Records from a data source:
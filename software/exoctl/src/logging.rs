//! Terminal and per-run file logging through a global `tracing` subscriber.

use std::{
    fs::{self, File, OpenOptions},
    path::{Path, PathBuf},
    sync::{Mutex, OnceLock},
};

use tracing::info;
use tracing_appender::non_blocking::{NonBlocking, WorkerGuard};
use tracing_subscriber::{
    EnvFilter, Registry, fmt, layer::SubscriberExt, reload, util::SubscriberInitExt,
};

use crate::context::ControllerCtx;

/// Filter used when `RUST_LOG` is unset or invalid
const DEFAULT_FILTER: &str = "info";

type RunFileLayer = fmt::Layer<
    Registry,
    fmt::format::DefaultFields,
    fmt::format::Format<fmt::format::Full, fmt::time::ChronoUtc>,
    NonBlocking,
>;

static LOG_TARGETS: OnceLock<LogTargets> = OnceLock::new();

/// Writer threads behind the installed subscriber.
/// They flush when dropped, so they live for the rest of the process.
struct LogTargets {
    _stdout: Mutex<WorkerGuard>,
    run_file: Mutex<WorkerGuard>,

    /// Swaps the file layer when a new run starts
    run_file_reload: reload::Handle<RunFileLayer, Registry>,
}

impl LogTargets {
    fn switch_run_file(&self, logfile: File) -> Result<(), String> {
        let (writer, new_guard) = tracing_appender::non_blocking(logfile);

        let mut guard = self
            .run_file
            .lock()
            .map_err(|_| "Run log guard lock poisoned".to_owned())?;
        self.run_file_reload
            .modify(|layer| *layer = run_file_layer(writer))
            .map_err(|e| format!("Failed to switch run log file: {e}"))?;

        // Dropping the old guard flushes the previous run's file
        *guard = new_guard;
        Ok(())
    }
}

fn run_file_layer(writer: NonBlocking) -> RunFileLayer {
    fmt::layer::<Registry>()
        .with_timer(fmt::time::ChronoUtc::rfc_3339())
        .with_writer(writer)
        .with_ansi(false)
}

/// Path of the log file for a run: `<op_dir>/logs/<op_name>.log`
pub fn log_path(op_dir: &Path, op_name: &str) -> PathBuf {
    op_dir.join("logs").join(format!("{op_name}.log"))
}

/// Log to the terminal and to `<op_dir>/logs/<op_name>.log`.
///
/// The level filter comes from `RUST_LOG`, defaulting to `info`.
/// The first call installs the global subscriber; later calls point the
/// file output at the new run and leave the terminal output alone.
/// Existing log files are appended to.
pub fn init_logging(op_dir: &Path, op_name: &str) -> Result<PathBuf, String> {
    let path = log_path(op_dir, op_name);
    if let Some(dir) = path.parent() {
        fs::create_dir_all(dir)
            .map_err(|e| format!("Failed to create log directory {dir:?}: {e}"))?;
    }
    let logfile = OpenOptions::new()
        .create(true)
        .append(true)
        .open(&path)
        .map_err(|e| format!("Failed to open log file {path:?}: {e}"))?;

    if let Some(targets) = LOG_TARGETS.get() {
        targets.switch_run_file(logfile)?;
        info!("Logging to {path:?}");
        return Ok(path);
    }

    let filter = EnvFilter::try_from_default_env()
        .or_else(|_| EnvFilter::try_new(DEFAULT_FILTER))
        .map_err(|e| format!("Failed to build log filter: {e}"))?;

    let (stdout_writer, stdout_guard) = tracing_appender::non_blocking(std::io::stdout());
    let stdout_layer = fmt::layer()
        .with_timer(fmt::time::ChronoUtc::rfc_3339())
        .with_writer(stdout_writer)
        .with_target(false);

    let (file_writer, file_guard) = tracing_appender::non_blocking(logfile);
    let (file_layer, run_file_reload) = reload::Layer::new(run_file_layer(file_writer));

    tracing_subscriber::registry()
        .with(file_layer)
        .with(filter)
        .with(stdout_layer)
        .try_init()
        .map_err(|e| format!("Failed to install log subscriber: {e}"))?;

    let _ = LOG_TARGETS.set(LogTargets {
        _stdout: Mutex::new(stdout_guard),
        run_file: Mutex::new(file_guard),
        run_file_reload,
    });
    info!("Logging to {path:?}");

    Ok(path)
}

/// `init_logging` for the run a context describes
pub fn init_run_logging(ctx: &ControllerCtx) -> Result<PathBuf, String> {
    init_logging(&ctx.op_dir, &ctx.op_name)
}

*What is expected*:
The required answer is each line of the entries containing the string "info".

*Response area*:
use tracing::info;
const DEFAULT_FILTER: &str = "info";
/// The level filter comes from `RUST_LOG`, defaulting to `info`.
        info!("Logging to {path:?}");
    info!("Logging to {path:?}");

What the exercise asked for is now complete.